If so given that both $\mathbf y$ and $\mathbf x$ are horizontal vectors, I'm not sure if it would be: $$ \begin{bmatrix} \frac{\partial \mathbf y}{\partial x_1} & ... & \frac{\partial \mathbf y}{\partial x_n} \end{bmatrix} $$
Or rather: $$ \begin{bmatrix} \frac{\partial y_1}{\partial \mathbf x} & ... & \frac{\partial y_n}{\partial \mathbf x} \end{bmatrix} $$
Finally, if I wanted to calculate $\frac{ \partial J}{\partial \mathbf W}$ which would seem possible, is there such a thing as $\frac{ \partial \mathbf y}{\partial \mathbf W}$ or $\frac{ \partial \mathbf W}{\partial \mathbf x}$?
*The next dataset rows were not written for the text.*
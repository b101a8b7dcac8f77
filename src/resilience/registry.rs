//! Per-backend circuit breaker registry.

use super::circuit_breaker::{CircuitBreaker, CircuitBreakerConfig, CircuitBreakerSnapshot};
use dashmap::DashMap;
use std::sync::Arc;

/// Owns one [`CircuitBreaker`] per backend name.
///
/// Breakers are created lazily on first use and live as long as the
/// registry, so state carries across runs of the same orchestrator. Two
/// registries never share state.
#[derive(Default)]
pub struct CircuitBreakerRegistry {
    defaults: CircuitBreakerConfig,
    overrides: DashMap<String, CircuitBreakerConfig>,
    breakers: DashMap<String, Arc<CircuitBreaker>>,
}

impl CircuitBreakerRegistry {
    pub fn new(defaults: CircuitBreakerConfig) -> Self {
        Self {
            defaults,
            overrides: DashMap::new(),
            breakers: DashMap::new(),
        }
    }

    pub fn defaults(&self) -> &CircuitBreakerConfig {
        &self.defaults
    }

    /// Use a dedicated config for one backend. Replaces any existing breaker
    /// for that name.
    pub fn configure(&self, backend: impl Into<String>, cfg: CircuitBreakerConfig) {
        let backend = backend.into();
        self.breakers.remove(&backend);
        self.overrides.insert(backend, cfg);
    }

    pub fn get(&self, backend: &str) -> Arc<CircuitBreaker> {
        if let Some(existing) = self.breakers.get(backend) {
            return existing.clone();
        }
        self.breakers
            .entry(backend.to_string())
            .or_insert_with(|| {
                let cfg = self
                    .overrides
                    .get(backend)
                    .map(|c| c.clone())
                    .unwrap_or_else(|| self.defaults.clone());
                Arc::new(CircuitBreaker::new(backend, cfg))
            })
            .clone()
    }

    pub fn snapshot(&self, backend: &str) -> Option<CircuitBreakerSnapshot> {
        self.breakers.get(backend).map(|b| b.snapshot())
    }

    /// Snapshots of every known breaker, sorted by backend name.
    pub fn snapshots(&self) -> Vec<CircuitBreakerSnapshot> {
        let mut out: Vec<_> = self.breakers.iter().map(|e| e.value().snapshot()).collect();
        out.sort_by(|a, b| a.name.cmp(&b.name));
        out
    }

    pub fn reset(&self, backend: &str) -> bool {
        match self.breakers.get(backend) {
            Some(b) => {
                b.reset();
                true
            }
            None => false,
        }
    }

    pub fn reset_all(&self) {
        for entry in self.breakers.iter() {
            entry.value().reset();
        }
    }

    pub fn len(&self) -> usize {
        self.breakers.len()
    }

    pub fn is_empty(&self) -> bool {
        self.breakers.is_empty()
    }
}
As you've discovered, it is awkward to apply the chain rule to these types of problems because the intermediate quantities are often higher-order tensors.
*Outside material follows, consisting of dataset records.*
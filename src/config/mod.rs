//! 配置模块：从 YAML/JSON 文件加载后端列表与编排选项，并支持 AI_LIB_* 环境变量覆盖。
//!
//! # Configuration Module
//!
//! The structured options object the command-line layer hands over once per
//! invocation: a list of [`BackendConfig`]s plus [`OrchestratorOptions`].
//!
//! ## Environment overrides
//!
//! | Variable | Field |
//! |----------|-------|
//! | `AI_LIB_MAX_CONCURRENCY` | `options.max_concurrency` |
//! | `AI_LIB_TIMEOUT_MS` | `options.timeout_ms` |
//! | `AI_LIB_RETRIES` | `options.retries` |
//! | `AI_LIB_CONTINUE_ON_ERROR` | `options.continue_on_error` |
//! | `AI_LIB_RUNS_PER_BACKEND` | `options.runs_per_backend` |
//! | `AI_LIB_BREAKER_FAILURE_THRESHOLD` | `options.circuit_breaker.failure_threshold` |
//! | `AI_LIB_BREAKER_COOLDOWN_MS` | `options.circuit_breaker.cooldown` |
//!
//! Unparseable values are logged and ignored.
//!
//! ## Example
//!
//! ```rust
//! use ai_lib_fanout::config::FanoutConfig;
//!
//! let cfg = FanoutConfig::from_yaml_str(r#"
//! backends:
//!   - name: local
//!     endpoint: http://localhost:11434/api/generate
//!     format: completion
//!     model: llama3
//! options:
//!   mode: parallel
//!   max_concurrency: 2
//!   retries: 1
//! "#).unwrap();
//! assert_eq!(cfg.backends.len(), 1);
//! assert!(cfg.validate().is_ok());
//! ```

use crate::backend::{Backend, BackendFactory};
use crate::orchestrator::{Orchestrator, OrchestratorOptions};
use crate::types::BackendConfig;
use crate::{Error, ErrorContext, Result};
use serde::{Deserialize, Serialize};
use std::collections::HashSet;
use std::path::Path;
use std::str::FromStr;
use std::sync::Arc;
use std::time::Duration;
use tracing::{debug, warn};

#[derive(Debug, Clone, Default, PartialEq, Serialize, Deserialize)]
pub struct FanoutConfig {
    #[serde(default)]
    pub backends: Vec<BackendConfig>,
    #[serde(default)]
    pub options: OrchestratorOptions,
}

fn parse_env<T: FromStr>(lookup: &impl Fn(&str) -> Option<String>, key: &str) -> Option<T> {
    let raw = lookup(key)?;
    match raw.trim().parse::<T>() {
        Ok(v) => Some(v),
        Err(_) => {
            warn!(var = key, value = %raw, "ignoring unparseable environment override");
            None
        }
    }
}

fn parse_bool(raw: &str) -> Option<bool> {
    match raw.trim().to_ascii_lowercase().as_str() {
        "1" | "true" | "yes" | "on" => Some(true),
        "0" | "false" | "no" | "off" => Some(false),
        _ => None,
    }
}

impl FanoutConfig {
    pub fn new(backends: Vec<BackendConfig>, options: OrchestratorOptions) -> Self {
        Self { backends, options }
    }

    pub fn from_yaml_str(s: &str) -> Result<Self> {
        Ok(serde_yaml::from_str(s)?)
    }

    pub fn from_json_str(s: &str) -> Result<Self> {
        Ok(serde_json::from_str(s)?)
    }

    /// Load YAML (`.yaml`/`.yml`) or JSON (`.json`) by extension.
    pub fn from_path(path: impl AsRef<Path>) -> Result<Self> {
        let path = path.as_ref();
        let text = std::fs::read_to_string(path)?;
        let ext = path
            .extension()
            .and_then(|e| e.to_str())
            .map(|e| e.to_ascii_lowercase());
        let cfg = match ext.as_deref() {
            Some("yaml") | Some("yml") => Self::from_yaml_str(&text)?,
            Some("json") => Self::from_json_str(&text)?,
            _ => {
                return Err(Error::configuration_with_context(
                    "unsupported config file extension",
                    ErrorContext::new()
                        .with_field_path("path")
                        .with_details(path.display().to_string())
                        .with_source("fanout_config"),
                ))
            }
        };
        debug!(path = %path.display(), backends = cfg.backends.len(), "config loaded");
        Ok(cfg)
    }

    /// `from_path`, then process-environment overrides, then validation.
    pub fn load(path: impl AsRef<Path>) -> Result<Self> {
        let cfg = Self::from_path(path)?.apply_env();
        cfg.validate()?;
        Ok(cfg)
    }

    pub fn apply_env(self) -> Self {
        self.apply_env_from(|k| std::env::var(k).ok())
    }

    /// Apply `AI_LIB_*` overrides read through `lookup`.
    pub fn apply_env_from(mut self, lookup: impl Fn(&str) -> Option<String>) -> Self {
        let o = &mut self.options;
        if let Some(v) = parse_env::<usize>(&lookup, "AI_LIB_MAX_CONCURRENCY") {
            o.max_concurrency = v;
        }
        if let Some(v) = parse_env::<u64>(&lookup, "AI_LIB_TIMEOUT_MS") {
            o.timeout_ms = v;
        }
        if let Some(v) = parse_env::<u32>(&lookup, "AI_LIB_RETRIES") {
            o.retries = v;
        }
        if let Some(raw) = lookup("AI_LIB_CONTINUE_ON_ERROR") {
            match parse_bool(&raw) {
                Some(v) => o.continue_on_error = v,
                None => warn!(
                    var = "AI_LIB_CONTINUE_ON_ERROR",
                    value = %raw,
                    "ignoring unparseable environment override"
                ),
            }
        }
        if let Some(v) = parse_env::<u32>(&lookup, "AI_LIB_RUNS_PER_BACKEND") {
            o.runs_per_backend = v;
        }
        if let Some(v) = parse_env::<u32>(&lookup, "AI_LIB_BREAKER_FAILURE_THRESHOLD") {
            o.circuit_breaker = o.circuit_breaker.clone().with_failure_threshold(v);
        }
        if let Some(v) = parse_env::<u64>(&lookup, "AI_LIB_BREAKER_COOLDOWN_MS") {
            o.circuit_breaker = o
                .circuit_breaker
                .clone()
                .with_cooldown(Duration::from_millis(v));
        }
        self
    }

    pub fn validate(&self) -> Result<()> {
        self.options.validate()?;
        let mut seen = HashSet::new();
        for backend in &self.backends {
            backend.validate()?;
            if !seen.insert(backend.name.as_str()) {
                return Err(Error::configuration_with_context(
                    format!("duplicate backend name '{}'", backend.name),
                    ErrorContext::new()
                        .with_field_path("backends")
                        .with_source("fanout_config"),
                ));
            }
        }
        Ok(())
    }

    /// Orchestrator plus HTTP adapters for every configured backend.
    pub fn build(&self) -> Result<(Orchestrator, Vec<Arc<dyn Backend>>)> {
        self.validate()?;
        let orchestrator = Orchestrator::new(self.options.clone())?;
        let backends = BackendFactory::from_configs(self.backends.clone())?;
        Ok((orchestrator, backends))
    }
}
A simpler approach is to use differentials. Since $dX$ has exactly the same tensor character as $X$, you can use the familiar rules of scalar/vector/tensor algebra to manipulate it.
Let's being by writing down the variables of interest $$\eqalign{ y &= xW+b \cr J &= f(y) \cr }$$ Now find their differentials $$\eqalign{ dy &= dx\,W \cr\cr dJ &= \frac{\partial f}{\partial y}:dy \cr &= \frac{\partial f}{\partial y}:dx\,W \cr &= \frac{\partial f}{\partial y}W^T:dx \cr\cr \frac{\partial J}{\partial x} &= \frac{\partial f}{\partial y}W^T \cr\cr }$$ In the above, a colon was used to denote the inner/Frobenius product, i.e. $$\eqalign{A:B &= {\rm tr}(A^TB) \cr}$$